THE PROBLEM: Copy exactly the lines from the first line of the records below through the line containing "all-or-nothing load of", including both, and nothing else.

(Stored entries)
= = = = =
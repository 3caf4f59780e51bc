//! Session-oriented entry point for card rendering.
//!
//! A [`CardEngine`] front-loads the HTTP client and the shared layout, then
//! renders one card per call: a bounded, cancellable, all-or-nothing load of
//! the six resources followed by a strictly sequential drawing phase.

use std::sync::Arc;
use std::time::Duration;

use chrono::{DateTime, Utc};
use tokio::sync::watch;

use crate::assets::fetch::{FixedAssets, RawResources, ResourceLoader, ResourceUrls};
use crate::assets::store::ResourceSet;
use crate::foundation::error::{CardError, CardResult};
use crate::layout::LayoutSpec;
use crate::model::VideoCardData;
use crate::render::RenderedCard;
use crate::render::compositor::Compositor;
use crate::text::TextEngine;

/// Default bound on the resource-join phase.
pub const DEFAULT_LOAD_TIMEOUT: Duration = Duration::from_secs(10);

/// Cooperative cancellation handle for an in-flight render.
///
/// Cloned freely; firing [`CancelToken::cancel`] on any clone is observed at
/// the resource-join boundary and again before the drawing phase begins.
/// Drawing itself is never interrupted mid-surface.
#[derive(Clone, Debug)]
pub struct CancelToken {
    tx: Arc<watch::Sender<bool>>,
    rx: watch::Receiver<bool>,
}

impl CancelToken {
    /// A fresh, unfired token.
    pub fn new() -> Self {
        let (tx, rx) = watch::channel(false);
        Self {
            tx: Arc::new(tx),
            rx,
        }
    }

    /// Request cancellation. Idempotent.
    pub fn cancel(&self) {
        let _ = self.tx.send(true);
    }

    /// Whether cancellation has been requested.
    pub fn is_cancelled(&self) -> bool {
        *self.rx.borrow()
    }

    /// Resolve once cancellation is requested.
    pub async fn cancelled(&self) {
        let mut rx = self.rx.clone();
        // The token holds its own sender, so wait_for can only fail if the
        // process is tearing the runtime down; pending forever is the
        // correct behavior inside a select.
        let _ = rx.wait_for(|cancelled| *cancelled).await;
    }
}

impl Default for CancelToken {
    fn default() -> Self {
        Self::new()
    }
}

/// Engine construction parameters.
#[derive(Clone, Debug)]
pub struct EngineConfig {
    /// Card geometry, shared read-only across renders.
    pub layout: Arc<LayoutSpec>,
    /// Fixed QR and font asset locations.
    pub fixed_assets: FixedAssets,
    /// Bound on the resource-join phase.
    pub load_timeout: Duration,
}

impl Default for EngineConfig {
    fn default() -> Self {
        Self {
            layout: Arc::new(LayoutSpec::share_card()),
            fixed_assets: FixedAssets::default(),
            load_timeout: DEFAULT_LOAD_TIMEOUT,
        }
    }
}

/// Renders share cards from video metadata records.
///
/// Renders through one engine are serialized (`&mut self`: the text-shaping
/// contexts are stateful); concurrent renders use separate engines sharing
/// the same `Arc<LayoutSpec>`.
pub struct CardEngine {
    loader: ResourceLoader,
    layout: Arc<LayoutSpec>,
    fixed_assets: FixedAssets,
    text: TextEngine,
}

impl CardEngine {
    /// Build an engine from configuration.
    pub fn new(config: EngineConfig) -> CardResult<Self> {
        Ok(Self {
            loader: ResourceLoader::new(config.load_timeout)?,
            layout: config.layout,
            fixed_assets: config.fixed_assets,
            text: TextEngine::new(),
        })
    }

    /// Render one card end to end.
    ///
    /// Validates the record, joins the six resource loads (fail-fast,
    /// bounded, cancellable), then composes and reads back the surface. Any
    /// failure surfaces as a single terminal error; no partial card exists.
    #[tracing::instrument(skip_all, fields(title = %data.title))]
    pub async fn render(
        &mut self,
        data: &VideoCardData,
        cancel: &CancelToken,
    ) -> CardResult<RenderedCard> {
        data.validate()?;
        let urls = ResourceUrls::for_card(data, &self.fixed_assets)?;
        let raw = self.loader.load(&urls, cancel).await?;
        if cancel.is_cancelled() {
            return Err(CardError::Cancelled);
        }
        self.render_with_resources(data, &raw, Utc::now())
    }

    /// Compose a card from already-acquired resource bytes.
    ///
    /// This is the load-free back half of [`CardEngine::render`]; useful
    /// when assets are embedded or fetched by other means, and for hermetic
    /// tests. `now` anchors the relative publish-time formatting.
    pub fn render_with_resources(
        &mut self,
        data: &VideoCardData,
        raw: &RawResources,
        now: DateTime<Utc>,
    ) -> CardResult<RenderedCard> {
        data.validate()?;
        let resources = ResourceSet::prepare(raw, &mut self.text)?;
        let layout = Arc::clone(&self.layout);
        Compositor::new(&layout, &mut self.text).compose(data, &resources, now)
    }
}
= = = = =
EXERCISE RESULT:
repository 3caf4f59780e51bc
//! Session-oriented entry point for card rendering.
//!
//! A [`CardEngine`] front-loads the HTTP client and the shared layout, then
//! renders one card per call: a bounded, cancellable, all-or-nothing load of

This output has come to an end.